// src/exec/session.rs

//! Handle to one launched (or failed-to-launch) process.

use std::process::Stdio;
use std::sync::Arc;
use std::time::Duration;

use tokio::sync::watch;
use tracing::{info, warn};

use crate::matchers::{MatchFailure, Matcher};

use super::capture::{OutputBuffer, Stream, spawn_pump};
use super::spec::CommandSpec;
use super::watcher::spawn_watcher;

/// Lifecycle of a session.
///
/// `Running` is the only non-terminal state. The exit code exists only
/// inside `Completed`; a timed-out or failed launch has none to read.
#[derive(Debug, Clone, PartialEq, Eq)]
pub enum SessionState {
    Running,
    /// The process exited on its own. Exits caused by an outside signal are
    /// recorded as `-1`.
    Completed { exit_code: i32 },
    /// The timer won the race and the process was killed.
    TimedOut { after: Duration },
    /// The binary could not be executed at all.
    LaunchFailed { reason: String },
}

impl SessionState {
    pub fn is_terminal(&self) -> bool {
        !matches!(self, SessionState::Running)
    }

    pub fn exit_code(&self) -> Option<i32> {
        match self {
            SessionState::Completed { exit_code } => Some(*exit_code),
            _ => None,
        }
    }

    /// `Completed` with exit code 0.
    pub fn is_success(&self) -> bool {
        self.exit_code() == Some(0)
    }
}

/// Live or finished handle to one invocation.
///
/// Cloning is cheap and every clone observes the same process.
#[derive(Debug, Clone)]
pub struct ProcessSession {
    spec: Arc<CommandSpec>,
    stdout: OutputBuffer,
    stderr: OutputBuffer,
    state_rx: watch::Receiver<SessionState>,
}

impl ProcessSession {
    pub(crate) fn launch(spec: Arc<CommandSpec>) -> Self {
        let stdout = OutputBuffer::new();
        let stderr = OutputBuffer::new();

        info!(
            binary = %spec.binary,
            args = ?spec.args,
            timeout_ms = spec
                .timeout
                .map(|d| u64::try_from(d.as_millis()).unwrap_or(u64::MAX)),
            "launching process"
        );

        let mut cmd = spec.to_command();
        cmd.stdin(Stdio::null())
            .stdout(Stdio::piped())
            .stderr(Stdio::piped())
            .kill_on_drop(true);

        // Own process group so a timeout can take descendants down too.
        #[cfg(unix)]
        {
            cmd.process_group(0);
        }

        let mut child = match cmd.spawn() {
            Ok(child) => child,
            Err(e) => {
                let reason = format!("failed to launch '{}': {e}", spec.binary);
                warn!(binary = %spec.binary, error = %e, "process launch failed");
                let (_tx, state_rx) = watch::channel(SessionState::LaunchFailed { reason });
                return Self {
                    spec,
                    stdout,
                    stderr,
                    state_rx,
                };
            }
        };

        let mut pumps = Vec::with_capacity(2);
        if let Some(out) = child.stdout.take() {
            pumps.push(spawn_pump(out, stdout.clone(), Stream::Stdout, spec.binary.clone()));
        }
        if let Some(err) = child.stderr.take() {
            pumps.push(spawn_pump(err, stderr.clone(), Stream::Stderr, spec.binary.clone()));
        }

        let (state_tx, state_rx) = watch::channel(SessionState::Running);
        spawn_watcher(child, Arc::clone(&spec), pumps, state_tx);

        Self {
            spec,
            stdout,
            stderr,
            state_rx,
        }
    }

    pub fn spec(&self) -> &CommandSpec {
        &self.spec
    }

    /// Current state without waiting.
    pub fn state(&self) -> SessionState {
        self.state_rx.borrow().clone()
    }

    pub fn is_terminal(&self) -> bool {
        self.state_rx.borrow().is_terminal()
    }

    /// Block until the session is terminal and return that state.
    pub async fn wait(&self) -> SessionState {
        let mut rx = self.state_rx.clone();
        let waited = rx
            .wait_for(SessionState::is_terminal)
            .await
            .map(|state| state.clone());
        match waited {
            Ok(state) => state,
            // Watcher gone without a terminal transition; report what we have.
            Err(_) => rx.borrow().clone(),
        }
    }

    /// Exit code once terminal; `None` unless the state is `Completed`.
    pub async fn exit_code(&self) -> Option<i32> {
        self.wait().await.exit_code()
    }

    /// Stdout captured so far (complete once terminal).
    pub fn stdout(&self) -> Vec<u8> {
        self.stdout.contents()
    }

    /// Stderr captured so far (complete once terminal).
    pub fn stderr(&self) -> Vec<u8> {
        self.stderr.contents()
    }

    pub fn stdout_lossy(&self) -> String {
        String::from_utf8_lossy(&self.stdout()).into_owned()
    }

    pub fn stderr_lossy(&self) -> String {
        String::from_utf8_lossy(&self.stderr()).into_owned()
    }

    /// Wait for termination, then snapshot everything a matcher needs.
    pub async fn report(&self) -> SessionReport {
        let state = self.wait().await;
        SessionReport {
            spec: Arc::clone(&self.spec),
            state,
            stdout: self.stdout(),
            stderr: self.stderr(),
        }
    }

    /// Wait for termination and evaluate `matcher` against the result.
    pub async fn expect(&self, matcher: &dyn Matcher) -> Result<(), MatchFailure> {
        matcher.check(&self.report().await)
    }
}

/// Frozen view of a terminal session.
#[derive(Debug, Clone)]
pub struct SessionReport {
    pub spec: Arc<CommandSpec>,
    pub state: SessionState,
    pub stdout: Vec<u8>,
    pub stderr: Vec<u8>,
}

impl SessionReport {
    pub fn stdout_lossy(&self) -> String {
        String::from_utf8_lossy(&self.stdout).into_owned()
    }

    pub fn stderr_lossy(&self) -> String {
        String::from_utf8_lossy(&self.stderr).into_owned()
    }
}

────

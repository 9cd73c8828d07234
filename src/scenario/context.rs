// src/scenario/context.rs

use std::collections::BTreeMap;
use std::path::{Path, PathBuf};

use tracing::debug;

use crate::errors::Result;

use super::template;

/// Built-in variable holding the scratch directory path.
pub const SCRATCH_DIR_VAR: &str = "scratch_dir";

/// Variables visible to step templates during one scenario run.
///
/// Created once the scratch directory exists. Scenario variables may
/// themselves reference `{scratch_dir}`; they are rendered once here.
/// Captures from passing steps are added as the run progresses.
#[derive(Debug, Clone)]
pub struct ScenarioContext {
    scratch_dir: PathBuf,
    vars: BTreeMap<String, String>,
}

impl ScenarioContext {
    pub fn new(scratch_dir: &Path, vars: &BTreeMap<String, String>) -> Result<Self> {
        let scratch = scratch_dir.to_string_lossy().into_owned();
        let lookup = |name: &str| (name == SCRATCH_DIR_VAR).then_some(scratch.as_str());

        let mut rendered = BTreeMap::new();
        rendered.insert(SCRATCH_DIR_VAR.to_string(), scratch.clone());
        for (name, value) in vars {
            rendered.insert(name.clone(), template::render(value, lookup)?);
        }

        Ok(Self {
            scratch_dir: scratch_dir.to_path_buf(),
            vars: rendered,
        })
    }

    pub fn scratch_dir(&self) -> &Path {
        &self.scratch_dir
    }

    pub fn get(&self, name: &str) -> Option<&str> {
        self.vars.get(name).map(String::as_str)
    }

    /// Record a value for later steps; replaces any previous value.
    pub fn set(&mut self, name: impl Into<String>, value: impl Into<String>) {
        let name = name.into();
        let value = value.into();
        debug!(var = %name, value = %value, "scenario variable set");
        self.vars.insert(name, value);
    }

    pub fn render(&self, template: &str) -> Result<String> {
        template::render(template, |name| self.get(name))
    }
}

────

Look through the entries above. Copy each line in which the string "CommandSpec" occurs.

use super::spec::CommandSpec;
    spec: Arc<CommandSpec>,
    pub(crate) fn launch(spec: Arc<CommandSpec>) -> Self {
    pub fn spec(&self) -> &CommandSpec {
    pub spec: Arc<CommandSpec>,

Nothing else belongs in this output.